__What is required__
Everything in the listing below needs to be retyped exactly.

__Dataset records__
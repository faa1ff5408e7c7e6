//! Command-line argument definitions and helpers.

use std::path::PathBuf;

use clap::Args;
use thiserror::Error;
use tokio::io::AsyncWriteExt;

use crate::app::{AppContext, AppMigrationContext};
use crate::config::ConfigSource;

// =============================================================================
// Error Types
// =============================================================================

/// Errors that can occur during argument processing.
#[derive(Debug, Error)]
pub enum ArgsError {
    /// I/O error reading or writing.
    #[error("I/O error: {0}")]
    Io(#[from] std::io::Error),

    /// JSON serialization error.
    #[error("JSON error: {0}")]
    Json(#[from] serde_json::Error),
}

/// Result type for argument operations.
pub type Result<T> = std::result::Result<T, ArgsError>;

// =============================================================================
// Global Arguments
// =============================================================================

/// Global arguments that apply to all commands.
#[derive(Args, Debug, Default)]
pub struct GlobalArgs {
    /// Path to the main configuration file.
    #[arg(long = "config-file", global = true)]
    pub config_file: Option<PathBuf>,

    /// Path to the configuration overrides file.
    #[arg(long = "config-file-overrides", global = true)]
    pub config_file_overrides: Option<PathBuf>,

    /// Configuration overrides in the form section.key=value.
    #[arg(long = "config", value_parser = parse_config_override, global = true)]
    pub config_overrides: Vec<(String, String)>,

    /// Format output as JSON.
    #[arg(long, global = true)]
    pub json: bool,
}

impl GlobalArgs {
    /// Convert to a ConfigSource for reading configuration.
    pub fn to_config_source(&self) -> ConfigSource {
        ConfigSource {
            config_file: self.config_file.clone(),
            override_file: self.config_file_overrides.clone(),
            overrides: self.config_overrides.clone(),
        }
    }

    /// Convert to an AppContext for creating an App.
    pub fn to_app_context(&self) -> AppContext {
        AppContext {
            config_source: self.to_config_source(),
        }
    }
}

/// Parse a config override from "name=value" format.
fn parse_config_override(s: &str) -> std::result::Result<(String, String), String> {
    let (name, value) = s
        .split_once('=')
        .ok_or_else(|| format!("invalid config override '{}': expected name=value", s))?;
    Ok((name.to_string(), value.to_string()))
}

// =============================================================================
// Folder Selection
// =============================================================================

/// Which folders to migrate. Each option overrides the `[migration]` section.
#[derive(Args, Debug, Default)]
pub struct FolderArgs {
    /// Folder whose sub-folders are migrated, one unit per sub-folder.
    #[arg(long = "origin-folder")]
    pub origin_folder: Option<String>,

    /// Folder holding the destination folder of each account.
    #[arg(long = "accounts-folder")]
    pub accounts_folder: Option<String>,

    /// CSV file pairing origin folder ids with destination folder ids.
    #[arg(long = "mapping-file")]
    pub mapping_file: Option<PathBuf>,

    /// Migrate only the folders listed in the mapping file.
    #[arg(long = "mapping-only", requires = "mapping_file")]
    pub mapping_only: bool,
}

impl FolderArgs {
    pub fn to_migration_context(&self) -> AppMigrationContext {
        AppMigrationContext {
            origin_folder_id: self.origin_folder.clone(),
            accounts_folder_id: self.accounts_folder.clone(),
            mapping_file: self.mapping_file.clone(),
            mapping_only: self.mapping_only,
        }
    }
}

// =============================================================================
// Output Helpers
// =============================================================================

/// Helper for commands that write output to a file or stdout.
#[derive(Args, Debug, Default)]
pub struct OutputSink {
    /// Write output to this file instead of stdout.
    #[arg(id = "output_file", short = 'o', long = "output-file")]
    pub file: Option<PathBuf>,
}

impl OutputSink {
    /// Write a string value to the output.
    pub async fn write_str(&self, value: &str) -> Result<()> {
        match &self.file {
            Some(path) => {
                tokio::fs::write(path, value).await?;
            }
            None => {
                let mut stdout = tokio::io::stdout();
                stdout.write_all(value.as_bytes()).await?;
                stdout.write_all(b"\n").await?;
                stdout.flush().await?;
            }
        }
        Ok(())
    }

    /// Write a value as pretty-printed JSON.
    pub async fn write_json<T: serde::Serialize>(&self, value: &T) -> Result<()> {
        let output = serde_json::to_string_pretty(value)?;
        self.write_str(&output).await
    }
}
//! Reader for the JSON app-settings file downloaded from the Box developer console.

use std::path::{Path, PathBuf};

use serde::Deserialize;
use thiserror::Error;

/// Errors reading an app-settings file.
#[derive(Debug, Error)]
pub enum AppSettingsError {
    #[error("failed to read app settings {path}: {source}")]
    Read {
        path: PathBuf,
        source: std::io::Error,
    },

    #[error("failed to parse app settings {path}: {source}")]
    Parse {
        path: PathBuf,
        source: serde_json::Error,
    },
}

/// The parts of the app-settings file this tool uses.
///
/// Key material for JWT auth (`appAuth`) is present in the file but ignored.
#[derive(Debug, Clone, Deserialize)]
pub struct BoxAppSettings {
    #[serde(rename = "boxAppSettings")]
    pub app: AppCredentials,

    #[serde(rename = "enterpriseID", default)]
    pub enterprise_id: Option<String>,
}

#[derive(Debug, Clone, Deserialize)]
pub struct AppCredentials {
    #[serde(rename = "clientID")]
    pub client_id: String,

    #[serde(rename = "clientSecret")]
    pub client_secret: String,
}

impl BoxAppSettings {
    /// Load app settings from a JSON file.
    pub fn load(path: &Path) -> Result<Self, AppSettingsError> {
        let content = std::fs::read_to_string(path).map_err(|source| AppSettingsError::Read {
            path: path.to_path_buf(),
            source,
        })?;
        serde_json::from_str(&content).map_err(|source| AppSettingsError::Parse {
            path: path.to_path_buf(),
            source,
        })
    }
}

__Written reply__
repository faa1ff5408e7c7e6
//! Command-line argument definitions and helpers.

use std::path::PathBuf;

use clap::Args;
use thiserror::Error;
use tokio::io::AsyncWriteExt;

use crate::app::{AppContext, AppMigrationContext};
use crate::config::ConfigSource;

// =============================================================================
// Error Types
// =============================================================================

/// Errors that can occur during argument processing.
#[derive(Debug, Error)]
pub enum ArgsError {
    /// I/O error reading or writing.
    #[error("I/O error: {0}")]
    Io(#[from] std::io::Error),

    /// JSON serialization error.
    #[error("JSON error: {0}")]
    Json(#[from] serde_json::Error),
}

/// Result type for argument operations.
pub type Result<T> = std::result::Result<T, ArgsError>;

// =============================================================================
// Global Arguments
// =============================================================================

/// Global arguments that apply to all commands.
#[derive(Args, Debug, Default)]
pub struct GlobalArgs {
    /// Path to the main configuration file.
    #[arg(long = "config-file", global = true)]
    pub config_file: Option<PathBuf>,

    /// Path to the configuration overrides file.
    #[arg(long = "config-file-overrides", global = true)]
    pub config_file_overrides: Option<PathBuf>,

    /// Configuration overrides in the form section.key=value.
    #[arg(long = "config", value_parser = parse_config_override, global = true)]
    pub config_overrides: Vec<(String, String)>,

    /// Format output as JSON.
    #[arg(long, global = true)]
    pub json: bool,
}

impl GlobalArgs {
    /// Convert to a ConfigSource for reading configuration.
    pub fn to_config_source(&self) -> ConfigSource {
        ConfigSource {
            config_file: self.config_file.clone(),
            override_file: self.config_file_overrides.clone(),
            overrides: self.config_overrides.clone(),
        }
    }

    /// Convert to an AppContext for creating an App.
    pub fn to_app_context(&self) -> AppContext {
        AppContext {
            config_source: self.to_config_source(),
        }
    }
}

/// Parse a config override from "name=value" format.
fn parse_config_override(s: &str) -> std::result::Result<(String, String), String> {
    let (name, value) = s
        .split_once('=')
        .ok_or_else(|| format!("invalid config override '{}': expected name=value", s))?;
    Ok((name.to_string(), value.to_string()))
}

// =============================================================================
// Folder Selection
// =============================================================================

/// Which folders to migrate. Each option overrides the `[migration]` section.
#[derive(Args, Debug, Default)]
pub struct FolderArgs {
    /// Folder whose sub-folders are migrated, one unit per sub-folder.
    #[arg(long = "origin-folder")]
    pub origin_folder: Option<String>,

    /// Folder holding the destination folder of each account.
    #[arg(long = "accounts-folder")]
    pub accounts_folder: Option<String>,

    /// CSV file pairing origin folder ids with destination folder ids.
    #[arg(long = "mapping-file")]
    pub mapping_file: Option<PathBuf>,

    /// Migrate only the folders listed in the mapping file.
    #[arg(long = "mapping-only", requires = "mapping_file")]
    pub mapping_only: bool,
}

impl FolderArgs {
    pub fn to_migration_context(&self) -> AppMigrationContext {
        AppMigrationContext {
            origin_folder_id: self.origin_folder.clone(),
            accounts_folder_id: self.accounts_folder.clone(),
            mapping_file: self.mapping_file.clone(),
            mapping_only: self.mapping_only,
        }
    }
}

// =============================================================================
// Output Helpers
// =============================================================================

/// Helper for commands that write output to a file or stdout.
#[derive(Args, Debug, Default)]
pub struct OutputSink {
    /// Write output to this file instead of stdout.
    #[arg(id = "output_file", short = 'o', long = "output-file")]
    pub file: Option<PathBuf>,
}

impl OutputSink {
    /// Write a string value to the output.
    pub async fn write_str(&self, value: &str) -> Result<()> {
        match &self.file {
            Some(path) => {
                tokio::fs::write(path, value).await?;
            }
            None => {
                let mut stdout = tokio::io::stdout();
                stdout.write_all(value.as_bytes()).await?;
                stdout.write_all(b"\n").await?;
                stdout.flush().await?;
            }
        }
        Ok(())
    }

    /// Write a value as pretty-printed JSON.
    pub async fn write_json<T: serde::Serialize>(&self, value: &T) -> Result<()> {
        let output = serde_json::to_string_pretty(value)?;
        self.write_str(&output).await
    }
}
//! Reader for the JSON app-settings file downloaded from the Box developer console.

use std::path::{Path, PathBuf};

use serde::Deserialize;
use thiserror::Error;

/// Errors reading an app-settings file.
#[derive(Debug, Error)]
pub enum AppSettingsError {
    #[error("failed to read app settings {path}: {source}")]
    Read {
        path: PathBuf,
        source: std::io::Error,
    },

    #[error("failed to parse app settings {path}: {source}")]
    Parse {
        path: PathBuf,
        source: serde_json::Error,
    },
}

/// The parts of the app-settings file this tool uses.
///
/// Key material for JWT auth (`appAuth`) is present in the file but ignored.
#[derive(Debug, Clone, Deserialize)]
pub struct BoxAppSettings {
    #[serde(rename = "boxAppSettings")]
    pub app: AppCredentials,

    #[serde(rename = "enterpriseID", default)]
    pub enterprise_id: Option<String>,
}

#[derive(Debug, Clone, Deserialize)]
pub struct AppCredentials {
    #[serde(rename = "clientID")]
    pub client_id: String,

    #[serde(rename = "clientSecret")]
    pub client_secret: String,
}

impl BoxAppSettings {
    /// Load app settings from a JSON file.
    pub fn load(path: &Path) -> Result<Self, AppSettingsError> {
        let content = std::fs::read_to_string(path).map_err(|source| AppSettingsError::Read {
            path: path.to_path_buf(),
            source,
        })?;
        serde_json::from_str(&content).map_err(|source| AppSettingsError::Parse {
            path: path.to_path_buf(),
            source,
        })
    }
}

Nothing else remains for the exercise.